──────── DATA TO PROCESS ────────

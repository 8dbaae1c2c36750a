//! End-to-end benchmark scenarios. Timing assertions use aggregate totals
//! over many iterations with generous margins so they hold on busy machines.

use serde_json::json;

use ledger_bench::{compare, describe_footprint, measure, representative_ids};
use ledger_records::{samples, RecordId, TransactionRecord};
use ledger_store::RecordStore;

fn sample_store(count: usize) -> RecordStore {
    RecordStore::from_records(samples::sample_records(count)).unwrap()
}

#[test]
fn end_to_end_measure_over_three_records() {
    let records = vec![
        TransactionRecord::from_value(json!({"id": 1, "amount": 1000})).unwrap(),
        TransactionRecord::from_value(json!({"id": 2, "amount": 2000})).unwrap(),
        TransactionRecord::from_value(json!({"id": 3, "amount": 3000})).unwrap(),
    ];
    let store = RecordStore::from_records(records).unwrap();

    let result = measure(&store, &RecordId::from(2), 1000);

    assert_eq!(result.iterations, 1000);
    assert!(
        result.speedup_factor >= 1.0,
        "indexed lookup should not lose to the scan, got {}x",
        result.speedup_factor
    );
    assert!(result.scan_total >= result.index_total);
}

#[test]
fn scan_time_grows_with_store_size() {
    // Last-element queries: worst case for the scan. A 100x larger store
    // must cost the scan strategy measurably more in aggregate.
    let small = sample_store(10);
    let large = sample_store(1000);
    let iterations = 2000;

    let small_result = measure(&small, &RecordId::from(10), iterations);
    let large_result = measure(&large, &RecordId::from(1000), iterations);

    assert!(
        large_result.scan_total > small_result.scan_total,
        "scan over 1000 records ({:?}) should exceed scan over 10 ({:?})",
        large_result.scan_total,
        small_result.scan_total
    );
}

#[test]
fn indexed_time_is_insensitive_to_store_size() {
    let small = sample_store(10);
    let large = sample_store(1000);
    let iterations = 20_000;

    let small_result = measure(&small, &RecordId::from(10), iterations);
    let large_result = measure(&large, &RecordId::from(1000), iterations);

    // Not a strict constant-factor check; the bound is deliberately loose.
    // What matters is that the indexed strategy does not scale with N the
    // way the scan does: at N=1000 it must decisively beat the scan.
    assert!(
        large_result.index_total < large_result.scan_total,
        "indexed total {:?} should beat scan total {:?} at N=1000",
        large_result.index_total,
        large_result.scan_total
    );
    assert!(
        large_result.index_total < small_result.index_total * 50,
        "indexed lookup degraded with store size: {:?} at N=1000 vs {:?} at N=10",
        large_result.index_total,
        small_result.index_total
    );
}

#[test]
fn empty_store_measures_deterministically() {
    let store = RecordStore::from_records(vec![]).unwrap();
    let result = measure(&store, &RecordId::from(1), 100);

    assert_eq!(result.iterations, 100);
    // Not-found lookups, never a fault.
    assert!(representative_ids(&store).is_empty());

    let cases = compare(&store, &[RecordId::from(1)]);
    assert!(!cases[0].scan_found && !cases[0].index_found);
}

#[test]
fn compare_covers_first_middle_last() {
    let store = sample_store(100);
    let probes = representative_ids(&store);
    let cases = compare(&store, &probes);

    assert_eq!(cases.len(), 3);
    assert_eq!(cases[0].id, RecordId::from(1));
    assert_eq!(cases[1].id, RecordId::from(51));
    assert_eq!(cases[2].id, RecordId::from(100));
    for case in &cases {
        assert!(case.scan_found && case.index_found);
        assert!(case.ratio >= 0.0);
    }
}

#[test]
fn footprint_reflects_index_overhead() {
    let store = sample_store(500);
    let report = describe_footprint(&store);

    assert_eq!(report.record_count, 500);
    assert_eq!(report.index_entries, 500);
    assert!(report.index_overhead_bytes() > 0);
}
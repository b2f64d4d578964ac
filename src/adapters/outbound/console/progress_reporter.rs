use crate::ports::outbound::ProgressReporter;
use indicatif::{ProgressBar, ProgressStyle};
use std::cell::RefCell;
use std::io::{self, Write};

const FETCH_BAR_TEMPLATE: &str = "   {spinner:.green} [{bar:30.cyan/blue}] {pos}/{len} pages - {msg}";

/// StderrProgressReporter adapter for reporting progress to stderr
///
/// Keeps stdout clean and draws an indicatif bar over the page fetches.
/// Messages are written with the bar suspended, so they reach stderr even
/// when the bar itself is hidden (stderr is not a terminal).
pub struct StderrProgressReporter {
    progress_bar: RefCell<Option<ProgressBar>>,
    sink: RefCell<Box<dyn Write>>,
}

impl StderrProgressReporter {
    pub fn new() -> Self {
        Self::with_sink(Box::new(io::stderr()))
    }

    /// Sends messages to `sink` instead of stderr
    pub(crate) fn with_sink(sink: Box<dyn Write>) -> Self {
        Self {
            progress_bar: RefCell::new(None),
            sink: RefCell::new(sink),
        }
    }

    fn get_or_create_progress_bar(&self, total: usize) -> ProgressBar {
        let mut pb_option = self.progress_bar.borrow_mut();
        if let Some(pb) = pb_option.as_ref() {
            return pb.clone();
        }

        let style = ProgressStyle::default_bar()
            .template(FETCH_BAR_TEMPLATE)
            .unwrap_or_else(|_| ProgressStyle::default_bar())
            .progress_chars("=>-");
        let pb = ProgressBar::new(total as u64);
        pb.set_style(style);
        *pb_option = Some(pb.clone());
        pb
    }

    fn clear_progress_bar(&self) {
        if let Some(pb) = self.progress_bar.borrow_mut().take() {
            pb.finish_and_clear();
        }
    }

    fn write_lines(&self, lines: &[&str]) {
        let write = || {
            let mut sink = self.sink.borrow_mut();
            for line in lines {
                // Nowhere left to report a failed stderr write.
                let _ = writeln!(sink, "{}", line);
            }
            let _ = sink.flush();
        };

        let active = self.progress_bar.borrow().clone();
        match active {
            Some(pb) => pb.suspend(write),
            None => write(),
        }
    }
}

impl Default for StderrProgressReporter {
    fn default() -> Self {
        Self::new()
    }
}

impl Drop for StderrProgressReporter {
    fn drop(&mut self) {
        self.clear_progress_bar();
    }
}

impl ProgressReporter for StderrProgressReporter {
    fn report(&self, message: &str) {
        self.write_lines(&[message]);
    }

    fn report_progress(&self, current: usize, total: usize, message: Option<&str>) {
        let pb = self.get_or_create_progress_bar(total);
        pb.set_position(current as u64);
        if let Some(msg) = message {
            pb.set_message(msg.to_string());
        }
        if current >= total {
            self.clear_progress_bar();
        }
    }

    fn report_error(&self, message: &str) {
        self.clear_progress_bar();
        self.write_lines(&[message]);
    }

    fn report_completion(&self, message: &str) {
        self.clear_progress_bar();
        self.write_lines(&["", message]);
    }
}
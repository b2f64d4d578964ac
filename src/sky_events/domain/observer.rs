/// Observer position and local time zone used to localize predictions
///
/// No range checks are applied to the coordinates; the remote service
/// decides what it accepts.
#[derive(Debug, Clone, PartialEq)]
pub struct ObserverLocation {
    latitude: f64,
    longitude: f64,
    altitude_m: i32,
    time_zone: String,
}

impl ObserverLocation {
    /// # Arguments
    /// * `latitude` - Decimal degrees, north positive
    /// * `longitude` - Decimal degrees, east positive
    /// * `altitude_m` - Altitude above sea level in meters
    /// * `time_zone` - Three-letter time zone code (e.g. "MST")
    pub fn new(latitude: f64, longitude: f64, altitude_m: i32, time_zone: impl Into<String>) -> Self {
        Self {
            latitude,
            longitude,
            altitude_m,
            time_zone: time_zone.into(),
        }
    }

    pub fn latitude(&self) -> f64 {
        self.latitude
    }

    pub fn longitude(&self) -> f64 {
        self.longitude
    }

    pub fn altitude_m(&self) -> i32 {
        self.altitude_m
    }

    pub fn time_zone(&self) -> &str {
        &self.time_zone
    }
}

────────

■ **WHAT IS BEING ASKED**
Every line of the listing that includes the word "iterations" forms the answer.

■ **ANSWER BELOW**
//! over many iterations with generous margins so they hold on busy machines.
    assert_eq!(result.iterations, 1000);
    let iterations = 2000;
    let small_result = measure(&small, &RecordId::from(10), iterations);
    let large_result = measure(&large, &RecordId::from(1000), iterations);
    let iterations = 20_000;
    let small_result = measure(&small, &RecordId::from(10), iterations);
    let large_result = measure(&large, &RecordId::from(1000), iterations);
    assert_eq!(result.iterations, 100);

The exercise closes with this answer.